→ How to complete this task
After reading the data below, copy out every line that contains the word "Hello".

→ Provided records
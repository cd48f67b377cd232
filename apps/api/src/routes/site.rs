use axum::{extract::State, http::StatusCode, Json};
use serde::{Deserialize, Serialize};

use crate::assistant::ChatTurn;
use crate::errors::AppError;
use crate::navigation::SectionInfo;
use crate::profile::{self, Profile};
use crate::state::AppState;

/// GET /api/v1/profile
pub async fn handle_profile() -> Json<Profile> {
    Json(profile::profile())
}

#[derive(Serialize)]
pub struct SectionsResponse {
    pub sections: Vec<SectionInfo>,
    pub active: Option<String>,
}

/// GET /api/v1/navigation/sections
/// Section registry for nav hydration, in document order.
pub async fn handle_sections(State(state): State<AppState>) -> Json<SectionsResponse> {
    Json(SectionsResponse {
        sections: state.tracker.sections(),
        active: state.tracker.active_section(),
    })
}

#[derive(Deserialize)]
pub struct ScrollRequest {
    pub offset: f64,
}

#[derive(Serialize)]
pub struct ActiveSectionResponse {
    pub active: Option<String>,
}

/// POST /api/v1/navigation/scroll
/// Scroll-offset feed from the client; returns the resulting active section.
pub async fn handle_scroll(
    State(state): State<AppState>,
    Json(req): Json<ScrollRequest>,
) -> Json<ActiveSectionResponse> {
    Json(ActiveSectionResponse {
        active: state.tracker.record_scroll(req.offset),
    })
}

#[derive(Deserialize)]
pub struct ActivateRequest {
    pub id: String,
}

/// POST /api/v1/navigation/active
/// Direct activation from a nav-link click, ahead of the smooth scroll.
pub async fn handle_activate(
    State(state): State<AppState>,
    Json(req): Json<ActivateRequest>,
) -> Result<StatusCode, AppError> {
    if !state.tracker.activate(&req.id) {
        return Err(AppError::Validation(format!(
            "Unknown section '{}'",
            req.id
        )));
    }
    Ok(StatusCode::NO_CONTENT)
}

#[derive(Deserialize)]
pub struct ChatRequest {
    pub message: String,
    #[serde(default)]
    pub history: Vec<ChatTurn>,
}

#[derive(Serialize)]
pub struct ChatResponse {
    pub text: String,
}

/// POST /api/v1/assistant/chat
pub async fn handle_chat(
    State(state): State<AppState>,
    Json(req): Json<ChatRequest>,
) -> Result<Json<ChatResponse>, AppError> {
    if req.message.trim().is_empty() {
        return Err(AppError::Validation("Message must not be empty".to_string()));
    }
    let text = state
        .assistant
        .ask(&req.message, &req.history)
        .await
        .map_err(|e| AppError::Assistant(e.to_string()))?;
    Ok(Json(ChatResponse { text }))
}

#[cfg(test)]
mod tests {
    use std::sync::Arc;

    use super::*;
    use crate::assistant::AssistantClient;
    use crate::config::{Config, EmailCredentials, PLACEHOLDER_PUBLIC_KEY};
    use crate::contact::manager::SubmissionManager;
    use crate::contact::store::{MemoryRecoveryStore, RecoveryStore};
    use crate::email_client::{EmailJsClient, EmailSender};
    use crate::navigation::{SectionBounds, SectionTracker, Subscription};

    fn test_state() -> (AppState, Vec<Subscription>) {
        let credentials = EmailCredentials {
            service_id: "service_portfolio".to_string(),
            template_id: "template_contact".to_string(),
            public_key: PLACEHOLDER_PUBLIC_KEY.to_string(),
            recipient: "owner@example.com".to_string(),
        };
        let manager = Arc::new(SubmissionManager::new(
            Arc::new(EmailJsClient::new().unwrap()) as Arc<dyn EmailSender>,
            Arc::new(MemoryRecoveryStore::new()) as Arc<dyn RecoveryStore>,
            credentials.clone(),
        ));
        let tracker = SectionTracker::new(80.0);
        let subs = vec![
            tracker.observe("hero", "Home", SectionBounds::new(0.0, 800.0)),
            tracker.observe("about", "About", SectionBounds::new(800.0, 1600.0)),
        ];
        let state = AppState {
            manager,
            assistant: AssistantClient::new(None).unwrap(),
            tracker,
            config: Config {
                email: credentials,
                gemini_api_key: None,
                redis_url: None,
                port: 8080,
                rust_log: "info".to_string(),
            },
        };
        (state, subs)
    }

    #[tokio::test]
    async fn scroll_feed_drives_the_sections_endpoint() {
        let (state, _subs) = test_state();

        let scrolled = handle_scroll(
            State(state.clone()),
            Json(ScrollRequest { offset: 900.0 }),
        )
        .await;
        assert_eq!(scrolled.0.active.as_deref(), Some("about"));

        let sections = handle_sections(State(state)).await;
        assert_eq!(sections.0.active.as_deref(), Some("about"));
    }

    #[tokio::test]
    async fn nav_click_activation_is_reflected_and_validated() {
        let (state, _subs) = test_state();

        let status = handle_activate(
            State(state.clone()),
            Json(ActivateRequest {
                id: "hero".to_string(),
            }),
        )
        .await
        .unwrap();
        assert_eq!(status, StatusCode::NO_CONTENT);
        assert_eq!(state.tracker.active_section().as_deref(), Some("hero"));

        let err = handle_activate(
            State(state),
            Json(ActivateRequest {
                id: "missing".to_string(),
            }),
        )
        .await;
        assert!(matches!(err, Err(AppError::Validation(_))));
    }
}
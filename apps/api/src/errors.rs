#![allow(dead_code)]

use axum::{
    http::StatusCode,
    response::{IntoResponse, Response},
    Json,
};
use serde_json::json;
use thiserror::Error;

/// Application-level error type.
/// Implements `IntoResponse` so Axum handlers can return `Result<T, AppError>`.
///
/// Delivery failures are deliberately absent: a failed contact dispatch is a
/// normal `DeliveryOutcome` with `success: false`, not an HTTP error.
#[derive(Debug, Error)]
pub enum AppError {
    #[error("Validation error: {0}")]
    Validation(String),

    #[error("Assistant error: {0}")]
    Assistant(String),

    #[error("Internal server error: {0}")]
    Internal(#[from] anyhow::Error),
}

impl IntoResponse for AppError {
    fn into_response(self) -> Response {
        let (status, code, message) = match &self {
            AppError::Validation(msg) => (StatusCode::BAD_REQUEST, "VALIDATION_ERROR", msg.clone()),
            AppError::Assistant(msg) => {
                tracing::error!("Assistant error: {msg}");
                (
                    StatusCode::BAD_GATEWAY,
                    "ASSISTANT_ERROR",
                    "Error connecting to AI service.".to_string(),
                )
            }
            AppError::Internal(e) => {
                tracing::error!("Internal error: {e:?}");
                (
                    StatusCode::INTERNAL_SERVER_ERROR,
                    "INTERNAL_ERROR",
                    "An internal server error occurred".to_string(),
                )
            }
        };

        let body = Json(json!({
            "error": {
                "code": code,
                "message": message
            }
        }));

        (status, body).into_response()
    }
}
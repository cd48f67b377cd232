/// Email delivery client — the single point of entry for contact email
/// dispatch, wrapping the EmailJS REST API.
///
/// No retry lives here: a failed dispatch is recovered by the submission
/// manager persisting the form data, and retry is driven by the visitor
/// resubmitting.
use async_trait::async_trait;
use reqwest::Client;
use serde::Serialize;
use thiserror::Error;
use tracing::debug;

use crate::config::EmailCredentials;
use crate::contact::models::ContactSubmission;

const EMAILJS_API_URL: &str = "https://api.emailjs.com/api/v1.0/email/send";
const REQUEST_TIMEOUT_SECS: u64 = 30;

#[derive(Debug, Error)]
pub enum EmailError {
    #[error("HTTP error: {0}")]
    Http(#[from] reqwest::Error),

    #[error("provider returned status {status}: {message}")]
    Api { status: u16, message: String },
}

/// Template parameter mapping expected by the contact email template.
#[derive(Debug, Clone, Serialize)]
pub struct TemplateParams {
    pub name: String,
    pub email: String,
    pub subject: String,
    pub message: String,
    pub to_email: String,
    pub reply_to: String,
}

/// Wire request for one dispatch.
#[derive(Debug, Clone, Serialize)]
pub struct EmailRequest {
    pub service_id: String,
    pub template_id: String,
    pub user_id: String,
    pub template_params: TemplateParams,
}

impl EmailRequest {
    /// Maps a submission onto the provider request: fixed recipient from the
    /// credentials, reply-to set to the sender's own address.
    pub fn new(credentials: &EmailCredentials, data: &ContactSubmission) -> Self {
        Self {
            service_id: credentials.service_id.clone(),
            template_id: credentials.template_id.clone(),
            user_id: credentials.public_key.clone(),
            template_params: TemplateParams {
                name: data.name.clone(),
                email: data.email.clone(),
                subject: data.subject.clone(),
                message: data.message.clone(),
                to_email: credentials.recipient.clone(),
                reply_to: data.email.clone(),
            },
        }
    }
}

/// Seam between the submission manager and the delivery provider. Tests
/// substitute a deterministic fake.
#[async_trait]
pub trait EmailSender: Send + Sync {
    async fn send(&self, request: &EmailRequest) -> Result<(), EmailError>;
}

/// Production sender backed by the EmailJS HTTP API.
#[derive(Debug, Clone)]
pub struct EmailJsClient {
    client: Client,
}

impl EmailJsClient {
    pub fn new() -> anyhow::Result<Self> {
        let client = Client::builder()
            .timeout(std::time::Duration::from_secs(REQUEST_TIMEOUT_SECS))
            .build()?;
        Ok(Self { client })
    }
}

#[async_trait]
impl EmailSender for EmailJsClient {
    async fn send(&self, request: &EmailRequest) -> Result<(), EmailError> {
        let response = self
            .client
            .post(EMAILJS_API_URL)
            .json(request)
            .send()
            .await?;

        let status = response.status();
        if status.as_u16() == 200 {
            debug!("Email dispatch accepted by provider");
            return Ok(());
        }

        let message = response.text().await.unwrap_or_default();
        Err(EmailError::Api {
            status: status.as_u16(),
            message,
        })
    }
}

#[cfg(test)]
mod tests {
    use super::*;
    use crate::config::EmailCredentials;

    #[test]
    fn request_maps_fields_and_reply_to() {
        let credentials = EmailCredentials {
            service_id: "service_abc".to_string(),
            template_id: "template_xyz".to_string(),
            public_key: "pk_123".to_string(),
            recipient: "owner@example.com".to_string(),
        };
        let data = ContactSubmission {
            name: "Jane Smith".to_string(),
            email: "jane@example.com".to_string(),
            subject: "Hello there".to_string(),
            message: "A message long enough".to_string(),
        };

        let request = EmailRequest::new(&credentials, &data);

        assert_eq!(request.service_id, "service_abc");
        assert_eq!(request.user_id, "pk_123");
        assert_eq!(request.template_params.to_email, "owner@example.com");
        assert_eq!(request.template_params.reply_to, "jane@example.com");

        let wire = serde_json::to_value(&request).unwrap();
        assert_eq!(wire["template_params"]["name"], "Jane Smith");
        assert_eq!(wire["template_params"]["subject"], "Hello there");
    }
}
//! Protocol counters, written by the UDP loop and read by the monitor.

use std::sync::atomic::{AtomicU64, Ordering};
use std::sync::Arc;

use serde::Serialize;

#[derive(Clone, Default)]
pub struct ProtocolStats {
    inner: Arc<Counters>,
}

#[derive(Default)]
struct Counters {
    handshakes: AtomicU64,
    resolves: AtomicU64,
    resolved_records: AtomicU64,
    dropped: AtomicU64,
    recv_errors: AtomicU64,
}

/// Copy of the counters at one instant.
#[derive(Debug, Clone, Copy, Default, PartialEq, Eq, Serialize)]
pub struct StatsSnapshot {
    /// Registrations that reached the registry.
    pub handshakes: u64,
    /// Resolve queries answered.
    pub resolves: u64,
    /// Records sent across all resolve replies.
    pub resolved_records: u64,
    /// Datagrams dropped without effect (empty, short, unknown, rejected).
    pub dropped: u64,
    /// Failed socket reads.
    pub recv_errors: u64,
}

impl ProtocolStats {
    pub fn new() -> Self {
        Self::default()
    }

    pub fn record_handshake(&self) {
        self.inner.handshakes.fetch_add(1, Ordering::Relaxed);
    }

    pub fn record_resolve(&self, hits: usize) {
        self.inner.resolves.fetch_add(1, Ordering::Relaxed);
        self.inner
            .resolved_records
            .fetch_add(hits as u64, Ordering::Relaxed);
    }

    pub fn record_drop(&self) {
        self.inner.dropped.fetch_add(1, Ordering::Relaxed);
    }

    pub fn record_recv_error(&self) {
        self.inner.recv_errors.fetch_add(1, Ordering::Relaxed);
    }

    pub fn snapshot(&self) -> StatsSnapshot {
        StatsSnapshot {
            handshakes: self.inner.handshakes.load(Ordering::Relaxed),
            resolves: self.inner.resolves.load(Ordering::Relaxed),
            resolved_records: self.inner.resolved_records.load(Ordering::Relaxed),
            dropped: self.inner.dropped.load(Ordering::Relaxed),
            recv_errors: self.inner.recv_errors.load(Ordering::Relaxed),
        }
    }
}
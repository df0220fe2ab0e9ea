//! Shared HTTP request helpers for CLI commands.

use anyhow::{Context, Result};
use serde::Deserialize;

/// Where the monitor lives and how to log in.
pub struct Monitor {
    pub host: String,
    pub port: u16,
    pub user: String,
    pub pass: String,
}

impl Monitor {
    pub fn url(&self, path: &str) -> String {
        format!("http://{}:{}/api{}", self.host, self.port, path)
    }
}

pub async fn get_json<T: for<'de> Deserialize<'de>>(monitor: &Monitor, path: &str) -> Result<T> {
    let url = monitor.url(path);
    reqwest::Client::new()
        .get(&url)
        .basic_auth(&monitor.user, Some(&monitor.pass))
        .send()
        .await
        .with_context(|| format!("failed to connect to punchd at {}, is the monitor enabled?", url))?
        .error_for_status()
        .context("monitor refused the request")?
        .json::<T>()
        .await
        .context("failed to parse response")
}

→ Response to the exercise
            subject: "Hello there".to_string(),
        assert_eq!(wire["template_params"]["subject"], "Hello there");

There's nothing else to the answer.